Lactate dehydrogenase assay
Aliquots (50 μL) of cell culture medium were incubated at 24°C in the presence of 0.26 mM NADH, 2.87 mM sodium pyruvate, and 100 mM potassium phosphate buffer (pH 7.4) in a total volume of 200 μL. The rate of NAD+ formation was monitored for 5 min at 2-s intervals at 340 nm using a microplate spectrophotometer (SPECTRA MAX 340 pc; Molecular Devices, Sunnyvale, CA, USA).
MMP-3 activity assay
Matrix metalloproteinase-3 activity was measured using MMP-3 fluorescence assay kit following the manufacturer’s instructions. To measure the activity of released MMP-3, 100 μL of the medium was collected and transferred to 96 wells, to which 99 μL of assay buffer (50 mM 2-(N-morpholino)ethanesulfonic acid, 10 mM CaCl2, and 0.05% Brij-35, pH 6.0) was added. To measure the activity of intracellular MMP-3, cells were washed in PBS and lysed by brief sonication in the assay buffer. About 50 μg of cell lysate protein was transferred to 96 wells, to which the assay buffer was added to a total volume of 199 μL. After incubation for 1 h at 37°C, reaction was started by adding 1 μL (4 μM final concentration) of substrate (Mca-Pro-Leu-Gly-Leu-Dpa-Ala-Arg-NH2). The plates were read continuously in a fluorescence microplate reader (Molecular Devices) over 30 min at Ex/Em = 328/393, and the rate of product formation was determined from the linear range.

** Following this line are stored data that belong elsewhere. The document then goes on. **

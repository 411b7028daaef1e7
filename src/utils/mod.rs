//! Common utilities and helper functions
//!
//! Shared helpers: retry with backoff, text shortening for CLI output and
//! host identification.

pub mod retry;

use regex::Regex;
use std::sync::OnceLock;

/// Normalize whitespace in text
pub fn normalize_whitespace(text: &str) -> String {
    static WHITESPACE_RE: OnceLock<Regex> = OnceLock::new();

    let re = WHITESPACE_RE.get_or_init(|| Regex::new(r"\s+").expect("Invalid regex pattern"));

    re.replace_all(text.trim(), " ").to_string()
}

/// Truncate text to a maximum number of characters
pub fn truncate_text(text: &str, max_len: usize) -> String {
    if text.chars().count() <= max_len {
        text.to_string()
    } else {
        let truncated: String = text.chars().take(max_len.saturating_sub(3)).collect();
        format!("{truncated}...")
    }
}

/// Local host name, falling back to `localhost`
pub fn hostname() -> String {
    std::env::var("HOSTNAME")
        .ok()
        .filter(|h| !h.is_empty())
        .or_else(|| {
            std::fs::read_to_string("/etc/hostname")
                .ok()
                .map(|h| h.trim().to_string())
                .filter(|h| !h.is_empty())
        })
        .unwrap_or_else(|| "localhost".to_string())
}

#[cfg(test)]
mod tests {
    use super::*;

    #[test]
    fn test_normalize_whitespace() {
        assert_eq!(normalize_whitespace("  hello   world  "), "hello world");
        assert_eq!(normalize_whitespace("hello\n\nworld"), "hello world");
    }

    #[test]
    fn test_truncate_text() {
        assert_eq!(truncate_text("short", 10), "short");
        assert_eq!(truncate_text("very long text here", 10), "very lo...");
    }

    #[test]
    fn test_hostname_not_empty() {
        assert!(!hostname().is_empty());
    }
}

Cell lysates containing equal amounts of protein (50 μg) were mixed with 2× Tris-glycine SDS sample buffer and then loaded without reduction or heating onto 12% Tris-glycine gel with β-casein incorporated as a substrate for MMP-3. Samples were subjected to electrophoresis using the Tris-glycine SDS running buffer. Following electrophoresis, the gels were incubated in the renaturing buffer [2.7% (w/v) Triton X-100] for 30 min with gentle agitation to remove SDS. The gels were equilibrated in the developing buffer (50 mM Tris base, 40 mM HCl, 200 mM NaCl, 5 mM CaCl2, and 0.02% (w/v) Brij 35) for 30 min at 24°C, followed by incubation in the fresh developing buffer overnight at 37°C with gentle agitation. The gels were stained with 0.5% (w/v) Coomassie Brilliant Blue R250 [25% (v/v) methanol, 10% (v/v) acetic acid in water] and then destained [25% (v/v) methanol, 10% (v/v) acetic acid in water without Coomassie blue] to visualize the area of protease activity as clear bands.
DA uptake assay
The primary cultured neurons were rinsed with Krebs–Ringer solution and incubated in the same solution containing 1 mM ascorbate, 2 mM β-alanine, and 100 μM pargyline at 37°C for 5 min in a humidified 5% CO2 atmosphere. The neurons were further incubated in the presence of 25 nM [3H]DA (45 Ci/mmol) for 15 min. Control neurons were treated in the same solution but containing the DA uptake blocker, bupropion (10 μM). The cells were then washed with ice-cold Krebs–Ringer solution and lysed with 0.5 M NaOH. Radioactivity was measured using a liquid scintillation counter (Beckman, Fullerton, CA, USA).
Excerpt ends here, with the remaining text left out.